Moving on to AC/DC Black and Black and the Gjallarhorn– the bells in the beginning develop lending itself to thunderous drums and echo of the bells lingering just enough to pull you in and then as 1:30 starts where Brian Johnson starts his lyric chant- you know these headphones can rock. Liking the Gjallarhorn to a live performance or concert hall sound- the notes linger ever so slightly longer than the Magni. On AC/DC I think I prefer the Gjallarhorn because of this fun sound characteristic- while in the back of my brain I am thinking – but the Magni sounds so smooth and rock solid too yet more accurate than the Gjallarhorn– there is a more addicting quality for rock with Gjallarhorn not present on any other headphone I know of- did I mention the Gjallarhorn is the first horn type to hit the market according to Kennerton?

On to 2Pac 2 Of Amerikaz – Magni omg I’m smitten. Love the vocals. I just resurrected 2Pac in a way – love the image straight up, very musical. If I slip on the Ghorn bass and mid bass is certainly deeper- vocals smooth – now I sound like I am listening to 2Pac in the studio live. Dang- which is better? How about – next song…

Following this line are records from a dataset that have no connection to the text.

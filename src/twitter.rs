//! Minimal Twitter v1.1 client: login check, media upload, status update.
//!
//! Requests are signed with OAuth 1.0a (HMAC-SHA1) using the app's consumer
//! keys and the account's access token.
//!
//! # Signing
//!
//! ```text
//! base   = METHOD & enc(url) & enc(sorted "k=v" pairs joined by "&")
//! key    = enc(consumer_secret) & enc(token_secret)
//! sig    = base64(hmac_sha1(key, base))
//! ```
//!
//! Multipart bodies (media upload) are not part of the signature; form bodies
//! (status update) are.

use crate::config::{TwitterConfig, TwitterKeys};
use crate::error::{Error, Result};
use crate::publish::{Post, Publish};
use crate::utils::truncate_for_log;
use base64::Engine;
use base64::engine::general_purpose::STANDARD as BASE64;
use hmac::{Hmac, Mac};
use itertools::Itertools;
use rand::distr::Alphanumeric;
use rand::{Rng, rng};
use reqwest::multipart::{Form, Part};
use reqwest::{Client, Request, Response};
use serde::Deserialize;
use sha1::Sha1;
use std::borrow::Cow;
use std::path::Path;
use std::time::Instant;
use tracing::{debug, info, instrument};

type HmacSha1 = Hmac<Sha1>;

/// The logged-in account, as reported by `verify_credentials`.
#[derive(Debug, Clone, Deserialize)]
pub struct Account {
    pub id: u64,
    pub screen_name: String,
}

#[derive(Debug, Deserialize)]
struct MediaUpload {
    media_id_string: String,
}

/// Per-request OAuth values that must be unique for every call.
#[derive(Debug, Clone)]
pub struct Nonce {
    pub nonce: String,
    pub timestamp: i64,
}

impl Nonce {
    pub fn fresh() -> Self {
        let nonce = rng()
            .sample_iter(&Alphanumeric)
            .take(32)
            .map(char::from)
            .collect();
        Self {
            nonce,
            timestamp: chrono::Utc::now().timestamp(),
        }
    }
}

fn encode(s: &str) -> Cow<'_, str> {
    urlencoding::encode(s)
}

/// Compute the OAuth 1.0a HMAC-SHA1 signature of a request.
///
/// `params` holds every query, form and `oauth_*` parameter, unencoded.
pub fn signature(
    method: &str,
    url: &str,
    params: &[(&str, &str)],
    consumer_secret: &str,
    token_secret: &str,
) -> String {
    let param_string = params
        .iter()
        .map(|(k, v)| (encode(k), encode(v)))
        .sorted()
        .map(|(k, v)| format!("{k}={v}"))
        .join("&");
    let base = format!(
        "{}&{}&{}",
        method.to_ascii_uppercase(),
        encode(url),
        encode(&param_string)
    );
    let key = format!("{}&{}", encode(consumer_secret), encode(token_secret));

    let mut mac = HmacSha1::new_from_slice(key.as_bytes()).expect("HMAC can take key of any size");
    mac.update(base.as_bytes());
    BASE64.encode(mac.finalize().into_bytes())
}

/// Build the `Authorization` header for a request carrying `params`.
pub fn authorization_header(
    keys: &TwitterKeys,
    method: &str,
    url: &str,
    params: &[(&str, &str)],
    nonce: &Nonce,
) -> String {
    let timestamp = nonce.timestamp.to_string();
    let oauth = [
        ("oauth_consumer_key", keys.consumer_key.as_str()),
        ("oauth_nonce", nonce.nonce.as_str()),
        ("oauth_signature_method", "HMAC-SHA1"),
        ("oauth_timestamp", timestamp.as_str()),
        ("oauth_token", keys.access_token_key.as_str()),
        ("oauth_version", "1.0"),
    ];
    let all: Vec<(&str, &str)> = oauth.iter().chain(params.iter()).copied().collect();
    let sig = signature(
        method,
        url,
        &all,
        &keys.consumer_secret,
        &keys.access_token_secret,
    );

    let fields = oauth
        .iter()
        .copied()
        .chain(std::iter::once(("oauth_signature", sig.as_str())))
        .sorted()
        .map(|(k, v)| format!("{}=\"{}\"", encode(k), encode(v)))
        .join(", ");
    format!("OAuth {fields}")
}

/// Signed client for one Twitter account.
#[derive(Debug, Clone)]
pub struct TwitterClient {
    client: Client,
    api_base: String,
    upload_base: String,
    keys: TwitterKeys,
}

impl TwitterClient {
    pub fn new(client: Client, config: &TwitterConfig, keys: TwitterKeys) -> Self {
        Self {
            client,
            api_base: config.api_base.trim_end_matches('/').to_string(),
            upload_base: config.upload_base.trim_end_matches('/').to_string(),
            keys,
        }
    }

    fn authorize(&self, method: &str, url: &str, params: &[(&str, &str)]) -> String {
        authorization_header(&self.keys, method, url, params, &Nonce::fresh())
    }

    /// Check the credentials and return the account they belong to.
    #[instrument(level = "info", skip_all)]
    pub async fn verify_credentials(&self) -> Result<Account> {
        let t0 = Instant::now();
        let url = format!("{}/account/verify_credentials.json", self.api_base);
        let response = self
            .client
            .get(&url)
            .header(reqwest::header::AUTHORIZATION, self.authorize("GET", &url, &[]))
            .send()
            .await?;
        let account: Account = check(response).await?.json().await?;
        info!(
            screen_name = %account.screen_name,
            id = account.id,
            elapsed_ms = t0.elapsed().as_millis() as u64,
            "Logged into twitter"
        );
        Ok(account)
    }

    /// Upload an image and return its media id.
    #[instrument(level = "info", skip(self, path), fields(path = %path.display()))]
    async fn upload_media(&self, path: &Path) -> Result<String> {
        let url = format!("{}/media/upload.json", self.upload_base);
        let bytes = tokio::fs::read(path).await?;
        let file_name = path
            .file_name()
            .map(|n| n.to_string_lossy().into_owned())
            .unwrap_or_else(|| "front_page.jpg".to_string());
        let form = Form::new().part("media", Part::bytes(bytes).file_name(file_name));

        let response = self
            .client
            .post(&url)
            .header(reqwest::header::AUTHORIZATION, self.authorize("POST", &url, &[]))
            .multipart(form)
            .send()
            .await?;
        let upload: MediaUpload = check(response).await?.json().await?;
        debug!(media_id = %upload.media_id_string, "Uploaded media");
        Ok(upload.media_id_string)
    }

    /// The signed `statuses/update.json` request posting `post` with `media_id`.
    pub fn update_request(&self, post: &Post<'_>, media_id: &str, nonce: &Nonce) -> Result<Request> {
        let url = format!("{}/statuses/update.json", self.api_base);
        let params = status_params(post, media_id);
        let borrowed: Vec<(&str, &str)> = params.iter().map(|(k, v)| (*k, v.as_str())).collect();
        let auth = authorization_header(&self.keys, "POST", &url, &borrowed, nonce);

        let request = self
            .client
            .post(&url)
            .header(reqwest::header::AUTHORIZATION, auth)
            .form(&borrowed)
            .build()?;
        Ok(request)
    }

    async fn update_status(&self, post: &Post<'_>, media_id: &str) -> Result<()> {
        let request = self.update_request(post, media_id, &Nonce::fresh())?;
        let response = self.client.execute(request).await?;
        check(response).await?;
        Ok(())
    }
}

/// Form parameters of a status update. Coordinates are only sent when known.
fn status_params(post: &Post<'_>, media_id: &str) -> Vec<(&'static str, String)> {
    let mut params = vec![
        ("status", post.status.to_string()),
        ("media_ids", media_id.to_string()),
    ];
    if let Some(point) = post.coordinates {
        params.push(("lat", point.lat.to_string()));
        params.push(("long", point.lng.to_string()));
        params.push(("display_coordinates", "true".to_string()));
    }
    params
}

async fn check(response: Response) -> Result<Response> {
    let status = response.status();
    if status.is_success() {
        return Ok(response);
    }
    let body = response.text().await.unwrap_or_default();
    Err(Error::Api {
        service: "twitter",
        status: status.as_u16(),
        body: truncate_for_log(&body, 300),
    })
}

impl Publish for TwitterClient {
    #[instrument(level = "info", skip_all, fields(media = %post.media.display()))]
    async fn publish(&self, post: &Post<'_>) -> Result<()> {
        let t0 = Instant::now();
        let media_id = self.upload_media(post.media).await?;
        self.update_status(post, &media_id).await?;
        info!(
            status = ?post.status,
            coordinates = ?post.coordinates,
            elapsed_ms = t0.elapsed().as_millis() as u64,
            "Tweeted front page"
        );
        Ok(())
    }
}

#[cfg(test)]
mod tests {
    use super::*;
    use crate::models::GeoPoint;

    fn keys() -> TwitterKeys {
        TwitterKeys {
            consumer_key: "xvz1evFS4wEEPTGEFPHBog".to_string(),
            consumer_secret: "kAcSOqF21Fu85e7zjz7ZN2U4ZRhfV3WpwPAoE3Z7kBw".to_string(),
            access_token_key: "370773112-GmHxMAgYyLbNEtIKZeRNFsMKPR9EyMZeS9weJAEb".to_string(),
            access_token_secret: "LswwdoUaIvS8ltyTt5jkRh4J50vUPVVHtR2YPi5kE".to_string(),
        }
    }

    fn reference_nonce() -> Nonce {
        Nonce {
            nonce: "kYjzVBB8Y0ZFabxSWbWovY3uYSQ2pTgmZeNu2VS4cg".to_string(),
            timestamp: 1318622958,
        }
    }

    const UPDATE_URL: &str = "https://api.twitter.com/1.1/statuses/update.json";
    const UPDATE_PARAMS: [(&str, &str); 2] = [
        ("status", "Hello Ladies + Gentlemen, a signed OAuth request!"),
        ("include_entities", "true"),
    ];

    #[test]
    fn test_signature_matches_published_example() {
        let keys = keys();
        let nonce = reference_nonce();
        let timestamp = nonce.timestamp.to_string();
        let mut params = vec![
            ("oauth_consumer_key", keys.consumer_key.as_str()),
            ("oauth_nonce", nonce.nonce.as_str()),
            ("oauth_signature_method", "HMAC-SHA1"),
            ("oauth_timestamp", timestamp.as_str()),
            ("oauth_token", keys.access_token_key.as_str()),
            ("oauth_version", "1.0"),
        ];
        params.extend(UPDATE_PARAMS);

        let sig = signature(
            "post",
            UPDATE_URL,
            &params,
            &keys.consumer_secret,
            &keys.access_token_secret,
        );
        assert_eq!(sig, "hCtSmYh+iHYCEqBWrE7C7hYmtUk=");
    }

    #[test]
    fn test_authorization_header_layout() {
        let header = authorization_header(&keys(), "POST", UPDATE_URL, &UPDATE_PARAMS, &reference_nonce());
        assert!(header.starts_with("OAuth oauth_consumer_key=\"xvz1evFS4wEEPTGEFPHBog\", oauth_nonce="));
        assert!(header.contains("oauth_signature=\"hCtSmYh%2BiHYCEqBWrE7C7hYmtUk%3D\""));
        assert!(header.contains("oauth_timestamp=\"1318622958\""));
        assert!(header.ends_with("oauth_version=\"1.0\""));
        // request parameters are signed but not sent in the header
        assert!(!header.contains("status"));
    }

    fn client() -> TwitterClient {
        TwitterClient::new(Client::new(), &TwitterConfig::default(), keys())
    }

    fn form_pairs(request: &Request) -> Vec<(String, String)> {
        let body = request.body().and_then(|b| b.as_bytes()).unwrap();
        url::form_urlencoded::parse(body).into_owned().collect()
    }

    #[test]
    fn test_update_request_with_coordinates() {
        let post = Post {
            status: "The Anniston Star\nAnniston, Alabama, USA",
            media: Path::new("images/AL_AS.jpg"),
            coordinates: Some(GeoPoint { lat: 33.5, lng: -85.75 }),
        };
        let nonce = reference_nonce();
        let request = client().update_request(&post, "710511363345354753", &nonce).unwrap();

        assert_eq!(request.method(), reqwest::Method::POST);
        assert_eq!(request.url().as_str(), UPDATE_URL);
        assert_eq!(
            form_pairs(&request),
            vec![
                ("status".to_string(), "The Anniston Star\nAnniston, Alabama, USA".to_string()),
                ("media_ids".to_string(), "710511363345354753".to_string()),
                ("lat".to_string(), "33.5".to_string()),
                ("long".to_string(), "-85.75".to_string()),
                ("display_coordinates".to_string(), "true".to_string()),
            ]
        );

        let auth = request.headers()[reqwest::header::AUTHORIZATION].to_str().unwrap();
        assert!(auth.starts_with("OAuth "));
        let params = status_params(&post, "710511363345354753");
        let signed: Vec<(&str, &str)> = params.iter().map(|(k, v)| (*k, v.as_str())).collect();
        assert_eq!(auth, authorization_header(&keys(), "POST", UPDATE_URL, &signed, &nonce));
    }

    #[test]
    fn test_update_request_without_coordinates() {
        let post = Post {
            status: "O Globo",
            media: Path::new("images/BRA_OG.jpg"),
            coordinates: None,
        };
        let request = client().update_request(&post, "1", &reference_nonce()).unwrap();
        let keys: Vec<String> = form_pairs(&request).into_iter().map(|(k, _)| k).collect();
        assert_eq!(keys, vec!["status", "media_ids"]);
        assert_eq!(
            request.headers()[reqwest::header::CONTENT_TYPE],
            "application/x-www-form-urlencoded"
        );
    }

    #[test]
    fn test_fresh_nonces_differ() {
        let a = Nonce::fresh();
        let b = Nonce::fresh();
        assert_eq!(a.nonce.len(), 32);
        assert!(a.nonce.chars().all(|c| c.is_ascii_alphanumeric()));
        assert_ne!(a.nonce, b.nonce);
    }

    #[test]
    fn test_status_params_without_coordinates() {
        let post = Post {
            status: "O Globo",
            media: Path::new("images/BRA_OG.jpg"),
            coordinates: None,
        };
        let params = status_params(&post, "123");
        assert_eq!(
            params,
            vec![("status", "O Globo".to_string()), ("media_ids", "123".to_string())]
        );
    }

    #[test]
    fn test_status_params_with_coordinates() {
        let post = Post {
            status: "The Anniston Star",
            media: Path::new("images/AL_AS.jpg"),
            coordinates: Some(GeoPoint { lat: 33.5, lng: -85.75 }),
        };
        let params = status_params(&post, "123");
        assert_eq!(params.len(), 5);
        assert!(params.contains(&("lat", "33.5".to_string())));
        assert!(params.contains(&("long", "-85.75".to_string())));
        assert!(params.contains(&("display_coordinates", "true".to_string())));
    }
}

Aaron Copland- London Symphony Orchestra-“Appalachian Spring: 1 Very Slowly”- Ghorn- I’m in the hall – live again- unlike any headphone- strings all sound proper, clarinets and flutes all sound how they should- organic yet lively- the image is not as pin point as Magni. Magni needs a little more power – I can hear hiss in recording a little more w/Magni. There is more detail- placement of harp and oboe and bassoon are crystal clear and I can tell you where they are with ease- the Magnis are very romantic and enjoyable with classical while the Ghron is more playful.

Alexis Cole St. Judy’s Comet sounds better for me on Magni- vocals check! Bass Check. On the Ghorn I feel like I’m listening in distance from stage again- but live.

Alison Krauss “Stay”- Ghorn reveal a slight shimmer in her voice if played too loudly- so turn it down and you will like her voice like the angel she is- at 1:40 she hits a note most speakers and headphones will sound shrill – NOT the Ghorns. The Magni is a little more refined but need more power slightly to hit the dynamics of Ghorn. Alison sounds absolutely gorgeous on Magni. When full band comes in at :56 secs in- you will know the Magni is better than even my Sennheiser HD600’s in many ways- vocals & full bass of band. Timing is spot on- the instruments start and end tightly. These Magnis are a well tuned instrument! The Boy Who Wouldn’t Hoe Corn– a must listen I don’t care if you aren’t into country – really it’s an amazing track for the first 1:58 mins- illustrating the prowess of male vocals in full vocal range- and yes the Magni’s do this very well indeed. The bass player plucking, the violin the banjo oh my! So organic!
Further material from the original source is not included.